[Available records Boundary: Start]

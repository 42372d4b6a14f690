//! Radial (barrel/pincushion) distortion fields.

use crate::error::Result;
use burn::tensor::backend::Backend;
use burn::tensor::{Tensor, TensorData};
use rand::RngCore;
use seqalign_core::geometry::{random_radial_distortion_coefficients, RadialDistortionRanges};
use seqalign_core::spatial::Point3;
use seqalign_core::transform::DisplacementFieldTransform;
use seqalign_core::Image;

/// Polynomial coefficients of the radial factor `k1 r² + k2 r⁴ + k3 r⁶`.
#[derive(Debug, Clone, Copy, PartialEq)]
pub struct RadialCoefficients {
    pub k1: f64,
    pub k2: f64,
    pub k3: f64,
}

impl RadialCoefficients {
    pub const ZERO: Self = Self::new(0.0, 0.0, 0.0);

    pub const fn new(k1: f64, k2: f64, k3: f64) -> Self {
        Self { k1, k2, k3 }
    }

    pub fn sample(ranges: &RadialDistortionRanges, rng: &mut dyn RngCore) -> Self {
        let (k1, k2, k3) = random_radial_distortion_coefficients(ranges, rng);
        Self::new(k1, k2, k3)
    }

    /// Scalar factor at squared radius `r2`.
    pub fn factor(&self, r2: f64) -> f64 {
        self.k1 * r2 + self.k2 * r2 * r2 + self.k3 * r2 * r2 * r2
    }
}

/// Displacement field on `volume`'s grid where every voxel at `p` moves by
/// `f(|p - c|²) · (p - c)`.
///
/// `center` defaults to the volume's physical center. All voxels are
/// evaluated in one tensor pass.
pub fn radial_distortion_transform<B: Backend>(
    volume: &Image<B, 3>,
    center: Option<Point3>,
    coefficients: RadialCoefficients,
) -> Result<DisplacementFieldTransform<B>> {
    let grid = volume.grid();
    let device = volume.data().device();
    let center = center.unwrap_or_else(|| volume.physical_center());
    let [d, h, w] = grid.shape();

    let c: Vec<f32> = center.to_array().iter().map(|&v| v as f32).collect();
    let c = Tensor::<B, 2>::from_data(TensorData::new(c, [1, 3]), &device);
    let offsets = grid.physical_points::<B>(&device) - c;

    let r2 = offsets.clone().powf_scalar(2.0).sum_dim(1);
    let r4 = r2.clone() * r2.clone();
    let r6 = r4.clone() * r2.clone();
    let factor = r2 * coefficients.k1 + r4 * coefficients.k2 + r6 * coefficients.k3;

    let field = (offsets * factor).swap_dims(0, 1).reshape([3, d, h, w]);
    tracing::debug!(
        k1 = coefficients.k1,
        k2 = coefficients.k2,
        k3 = coefficients.k3,
        center = ?center.to_array(),
        "radial distortion field"
    );
    Ok(DisplacementFieldTransform::new(field, grid)?)
}

/// [`radial_distortion_transform`] with coefficients drawn from `ranges`.
pub fn random_radial_distortion_transform<B: Backend>(
    volume: &Image<B, 3>,
    center: Option<Point3>,
    ranges: &RadialDistortionRanges,
    rng: &mut dyn RngCore,
) -> Result<DisplacementFieldTransform<B>> {
    radial_distortion_transform(volume, center, RadialCoefficients::sample(ranges, rng))
}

[Available records Boundary: End]

◆ Work instructions: Considering the records above, state how many lines contain the word "RadialCoefficients", with nothing else in your reply.

◆ Answer area: 4